In “Evangelicals Question The Existence Of Adam And Eve” (National Public Radio, August 9, 2011), Barbara Bradley Hagerty translates Christian Darwinism into real world talk:

Asked how likely it is that we all descended from Adam and Eve, Dennis Venema, a biologist at Trinity Western University, replies: “That would be against all the genomic evidence that we’ve assembled over the last 20 years, so not likely at all.”

Venema is a Biologian, that is, a senior fellow at BioLogos Foundation, a group that “tries to reconcile faith and science.” (Which, some say, means “tries to market materialist atheism to gullible Christians, a bit at a time”).

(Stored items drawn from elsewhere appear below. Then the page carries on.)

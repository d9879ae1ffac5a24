//! Minimal settings overlay: a column of clickable toggle buttons.
//!
//! The HUD works in window pixel coordinates for hit-testing and converts to
//! normalized device coordinates when building its vertex data. There is no
//! text rendering; button state is colour-coded and mirrored by keyboard
//! shortcuts.

use crate::pipelines::HudVertex;
use crate::settings::RenderSettings;

const PANEL_MARGIN: f32 = 10.0;
const PANEL_PADDING: f32 = 8.0;
const BUTTON_WIDTH: f32 = 180.0;
const BUTTON_HEIGHT: f32 = 28.0;
const BUTTON_GAP: f32 = 6.0;

const PANEL_COLOR: [f32; 4] = [0.0, 0.0, 0.0, 0.45];
const ON_COLOR: [f32; 4] = [0.2, 0.7, 0.3, 0.9];
const OFF_COLOR: [f32; 4] = [0.35, 0.35, 0.35, 0.9];
const HOVER_TINT: f32 = 0.15;

/// Axis-aligned rectangle in window pixels.
#[derive(Clone, Copy, Debug, PartialEq)]
pub struct Rect {
    pub x: f32,
    pub y: f32,
    pub width: f32,
    pub height: f32,
}

impl Rect {
    pub fn contains(&self, px: f32, py: f32) -> bool {
        px >= self.x && px < self.x + self.width && py >= self.y && py < self.y + self.height
    }
}

/// What a HUD button does when clicked.
#[derive(Clone, Copy, Debug, PartialEq, Eq)]
pub enum HudAction {
    ToggleFog,
    ToggleMagLinear,
    ToggleMinTrilinear,
    ToggleMsaa,
    CycleLodBias,
}

impl HudAction {
    /// Cycled LOD bias values, smallest to largest.
    const LOD_STEPS: [i32; 4] = [0, 1, 2, 3];

    fn apply(self, settings: &mut RenderSettings) {
        match self {
            HudAction::ToggleFog => settings.toggle_fog(),
            HudAction::ToggleMagLinear => settings.toggle_mag_linear(),
            HudAction::ToggleMinTrilinear => settings.toggle_min_trilinear(),
            HudAction::ToggleMsaa => settings.toggle_msaa(),
            HudAction::CycleLodBias => {
                let next = Self::LOD_STEPS
                    .iter()
                    .position(|&b| b == settings.lod_bias)
                    .map(|i| Self::LOD_STEPS[(i + 1) % Self::LOD_STEPS.len()])
                    .unwrap_or(0);
                settings.set_lod_bias(next);
            }
        }
    }

    fn is_on(self, settings: &RenderSettings) -> bool {
        match self {
            HudAction::ToggleFog => settings.fog,
            HudAction::ToggleMagLinear => settings.mag_linear,
            HudAction::ToggleMinTrilinear => settings.min_trilinear,
            HudAction::ToggleMsaa => settings.msaa,
            HudAction::CycleLodBias => settings.lod_bias > 0,
        }
    }
}

#[derive(Clone, Copy, Debug)]
struct HudButton {
    rect: Rect,
    action: HudAction,
}

/// HUD state: button layout, cursor position and hover tracking.
pub struct Hud {
    buttons: Vec<HudButton>,
    panel: Rect,
    window_size: (u32, u32),
    cursor: (f32, f32),
    hovered: Option<usize>,
}

impl Hud {
    const ACTIONS: [HudAction; 5] = [
        HudAction::ToggleFog,
        HudAction::ToggleMagLinear,
        HudAction::ToggleMinTrilinear,
        HudAction::ToggleMsaa,
        HudAction::CycleLodBias,
    ];

    pub fn new(width: u32, height: u32) -> Self {
        let mut hud = Self {
            buttons: Vec::new(),
            panel: Rect {
                x: 0.0,
                y: 0.0,
                width: 0.0,
                height: 0.0,
            },
            window_size: (width, height),
            cursor: (-1.0, -1.0),
            hovered: None,
        };
        hud.layout();
        hud
    }

    /// Recompute button rectangles. The panel sits in the top left corner.
    fn layout(&mut self) {
        self.buttons.clear();
        let mut y = PANEL_MARGIN + PANEL_PADDING;
        for action in Self::ACTIONS {
            self.buttons.push(HudButton {
                rect: Rect {
                    x: PANEL_MARGIN + PANEL_PADDING,
                    y,
                    width: BUTTON_WIDTH,
                    height: BUTTON_HEIGHT,
                },
                action,
            });
            y += BUTTON_HEIGHT + BUTTON_GAP;
        }
        self.panel = Rect {
            x: PANEL_MARGIN,
            y: PANEL_MARGIN,
            width: BUTTON_WIDTH + 2.0 * PANEL_PADDING,
            height: y - PANEL_MARGIN - BUTTON_GAP + PANEL_PADDING,
        };
    }

    pub fn resize(&mut self, width: u32, height: u32) {
        self.window_size = (width, height);
        self.layout();
    }

    /// Track the cursor for hover highlighting.
    pub fn set_cursor(&mut self, x: f32, y: f32) {
        self.cursor = (x, y);
        self.hovered = self
            .buttons
            .iter()
            .position(|button| button.rect.contains(x, y));
    }

    /// Apply the button under `(x, y)`, if any. Returns whether the click
    /// was consumed, so the caller can keep it away from the camera.
    pub fn handle_click(&mut self, x: f32, y: f32, settings: &mut RenderSettings) -> bool {
        let Some(button) = self.buttons.iter().find(|b| b.rect.contains(x, y)) else {
            return self.panel.contains(x, y);
        };
        button.action.apply(settings);
        true
    }

    /// Build the overlay quads for the current settings state.
    pub fn vertices(&self, settings: &RenderSettings) -> Vec<HudVertex> {
        let mut vertices = Vec::with_capacity((self.buttons.len() + 1) * 6);
        self.push_rect(&mut vertices, &self.panel, PANEL_COLOR);
        for (i, button) in self.buttons.iter().enumerate() {
            let mut color = if button.action.is_on(settings) {
                ON_COLOR
            } else {
                OFF_COLOR
            };
            if self.hovered == Some(i) {
                for c in color.iter_mut().take(3) {
                    *c = (*c + HOVER_TINT).min(1.0);
                }
            }
            self.push_rect(&mut vertices, &button.rect, color);
        }
        vertices
    }

    fn push_rect(&self, out: &mut Vec<HudVertex>, rect: &Rect, color: [f32; 4]) {
        let (w, h) = (
            self.window_size.0.max(1) as f32,
            self.window_size.1.max(1) as f32,
        );
        let to_ndc = |px: f32, py: f32| [px / w * 2.0 - 1.0, 1.0 - py / h * 2.0];
        let tl = to_ndc(rect.x, rect.y);
        let tr = to_ndc(rect.x + rect.width, rect.y);
        let bl = to_ndc(rect.x, rect.y + rect.height);
        let br = to_ndc(rect.x + rect.width, rect.y + rect.height);
        for position in [tl, bl, br, tl, br, tr] {
            out.push(HudVertex { position, color });
        }
    }
}

#[cfg(test)]
mod tests {
    use super::*;

    #[test]
    fn rect_contains_is_half_open() {
        let rect = Rect {
            x: 10.0,
            y: 10.0,
            width: 100.0,
            height: 20.0,
        };
        assert!(rect.contains(10.0, 10.0));
        assert!(rect.contains(109.9, 29.9));
        assert!(!rect.contains(110.0, 15.0));
        assert!(!rect.contains(50.0, 30.0));
    }

    #[test]
    fn click_on_first_button_toggles_fog() {
        let mut hud = Hud::new(800, 600);
        let mut settings = RenderSettings::default();
        assert!(settings.fog);
        let x = PANEL_MARGIN + PANEL_PADDING + 1.0;
        let y = PANEL_MARGIN + PANEL_PADDING + 1.0;
        assert!(hud.handle_click(x, y, &mut settings));
        assert!(!settings.fog);
    }

    #[test]
    fn click_outside_the_panel_is_not_consumed() {
        let mut hud = Hud::new(800, 600);
        let mut settings = RenderSettings::default();
        let before = settings;
        assert!(!hud.handle_click(700.0, 500.0, &mut settings));
        assert_eq!(before, settings);
    }

    #[test]
    fn lod_bias_cycles_back_to_zero() {
        let mut settings = RenderSettings::default();
        for expected in [1, 2, 3, 0] {
            HudAction::CycleLodBias.apply(&mut settings);
            assert_eq!(settings.lod_bias, expected);
        }
    }

    #[test]
    fn hover_follows_the_cursor() {
        let mut hud = Hud::new(800, 600);
        hud.set_cursor(
            PANEL_MARGIN + PANEL_PADDING + 1.0,
            PANEL_MARGIN + PANEL_PADDING + 1.0,
        );
        assert_eq!(hud.hovered, Some(0));
        hud.set_cursor(700.0, 500.0);
        assert_eq!(hud.hovered, None);
    }

    #[test]
    fn vertices_cover_panel_and_buttons() {
        let hud = Hud::new(800, 600);
        let settings = RenderSettings::default();
        let vertices = hud.vertices(&settings);
        assert_eq!(vertices.len(), (Hud::ACTIONS.len() + 1) * 6);
        // All positions must land inside NDC.
        for v in &vertices {
            assert!(v.position[0] >= -1.0 && v.position[0] <= 1.0);
            assert!(v.position[1] >= -1.0 && v.position[1] <= 1.0);
        }
    }
}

And Venema is part of a growing cadre of Christian scholars who say they want their faith to come into the 21st century. Another one is John Schneider, who taught theology at Calvin College in Michigan until recently. He says it’s time to face facts: There was no historical Adam and Eve, no serpent, no apple, no fall that toppled man from a state of innocence.

They were sure to get round to that, of course. No sin. Always, no sin …

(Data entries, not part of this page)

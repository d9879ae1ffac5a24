//! Scene items: a transform plus shared mesh and material references.

use std::sync::Arc;

use cgmath::Vector3;

use crate::data_structures::model::{Material, Mesh};

/// A renderable object in the scene.
///
/// Position and rotation (degrees) are mutated directly by scene logic every
/// frame; the mesh and material are shared, so several items can reference
/// the same geometry.
#[derive(Clone, Debug)]
pub struct GameItem {
    pub mesh: Option<Arc<Mesh>>,
    pub material: Option<Arc<Material>>,
    pub position: Vector3<f32>,
    /// Degrees around X, Y, Z.
    pub rotation: Vector3<f32>,
    pub scale: Vector3<f32>,
}

impl GameItem {
    pub fn new(mesh: Arc<Mesh>, material: Arc<Material>) -> Self {
        Self {
            mesh: Some(mesh),
            material: Some(material),
            ..Self::default()
        }
    }

    pub fn set_position(&mut self, x: f32, y: f32, z: f32) {
        self.position = Vector3::new(x, y, z);
    }

    pub fn set_rotation(&mut self, x: f32, y: f32, z: f32) {
        self.rotation = Vector3::new(x, y, z);
    }

    /// Uniform scale; equivalent to `set_scale_vec` with equal components.
    pub fn set_scale(&mut self, scale: f32) {
        self.scale = Vector3::new(scale, scale, scale);
    }

    pub fn set_scale_vec(&mut self, scale: Vector3<f32>) {
        self.scale = scale;
    }
}

impl Default for GameItem {
    fn default() -> Self {
        Self {
            mesh: None,
            material: None,
            position: Vector3::new(0.0, 0.0, 0.0),
            rotation: Vector3::new(0.0, 0.0, 0.0),
            scale: Vector3::new(1.0, 1.0, 1.0),
        }
    }
}
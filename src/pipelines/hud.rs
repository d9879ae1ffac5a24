//! HUD overlay pass: flat coloured quads in normalized device coordinates.

use crate::data_structures::model::Vertex;
use crate::pipelines::mk_render_pipeline;

/// HUD vertex: NDC position and premixed colour, no bindings at all.
#[repr(C)]
#[derive(Debug, Copy, Clone, bytemuck::Pod, bytemuck::Zeroable)]
pub struct HudVertex {
    pub position: [f32; 2],
    pub color: [f32; 4],
}

impl Vertex for HudVertex {
    fn desc() -> wgpu::VertexBufferLayout<'static> {
        use std::mem;
        wgpu::VertexBufferLayout {
            array_stride: mem::size_of::<HudVertex>() as wgpu::BufferAddress,
            step_mode: wgpu::VertexStepMode::Vertex,
            attributes: &[
                wgpu::VertexAttribute {
                    offset: 0,
                    shader_location: 0,
                    format: wgpu::VertexFormat::Float32x2,
                },
                wgpu::VertexAttribute {
                    offset: mem::size_of::<[f32; 2]>() as wgpu::BufferAddress,
                    shader_location: 1,
                    format: wgpu::VertexFormat::Float32x4,
                },
            ],
        }
    }
}

pub fn mk_hud_pipeline(
    device: &wgpu::Device,
    config: &wgpu::SurfaceConfiguration,
) -> wgpu::RenderPipeline {
    let layout = device.create_pipeline_layout(&wgpu::PipelineLayoutDescriptor {
        label: Some("Hud Pipeline Layout"),
        bind_group_layouts: &[],
        push_constant_ranges: &[],
    });

    let shader = wgpu::ShaderModuleDescriptor {
        label: Some("Hud Shader"),
        source: wgpu::ShaderSource::Wgsl(include_str!("hud_shader.wgsl").into()),
    };

    // Always on top: alpha blended, depth test disabled.
    mk_render_pipeline(
        device,
        "Hud Pipeline",
        &layout,
        config.format,
        Some(wgpu::BlendState::ALPHA_BLENDING),
        None,
        false,
        wgpu::CompareFunction::Always,
        &[HudVertex::desc()],
        shader,
    )
}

The article assumes something UD News had suspected – that Karl Giberson had to leave Eastern Nazarene because of problems there with his unorthodox views. Never mind, in his own eyes, he’s the new Galileo:

Giberson — who taught physics at Eastern Nazarene College until his views became too uncomfortable in Christian academia — says Protestants who question Adam and Eve are akin to Galileo in the 1600s, who defied Catholic Church doctrine by stating that the earth revolved around the sun and not vice versa.

And when you know that that’s who you are, even if you have never donee anything whatever of importance in science, what other recommendation do you need?

The money quote is from Venema:

But if you read the Bible as poetry and allegory as well as history, you can see God’s hand in nature — and in evolution.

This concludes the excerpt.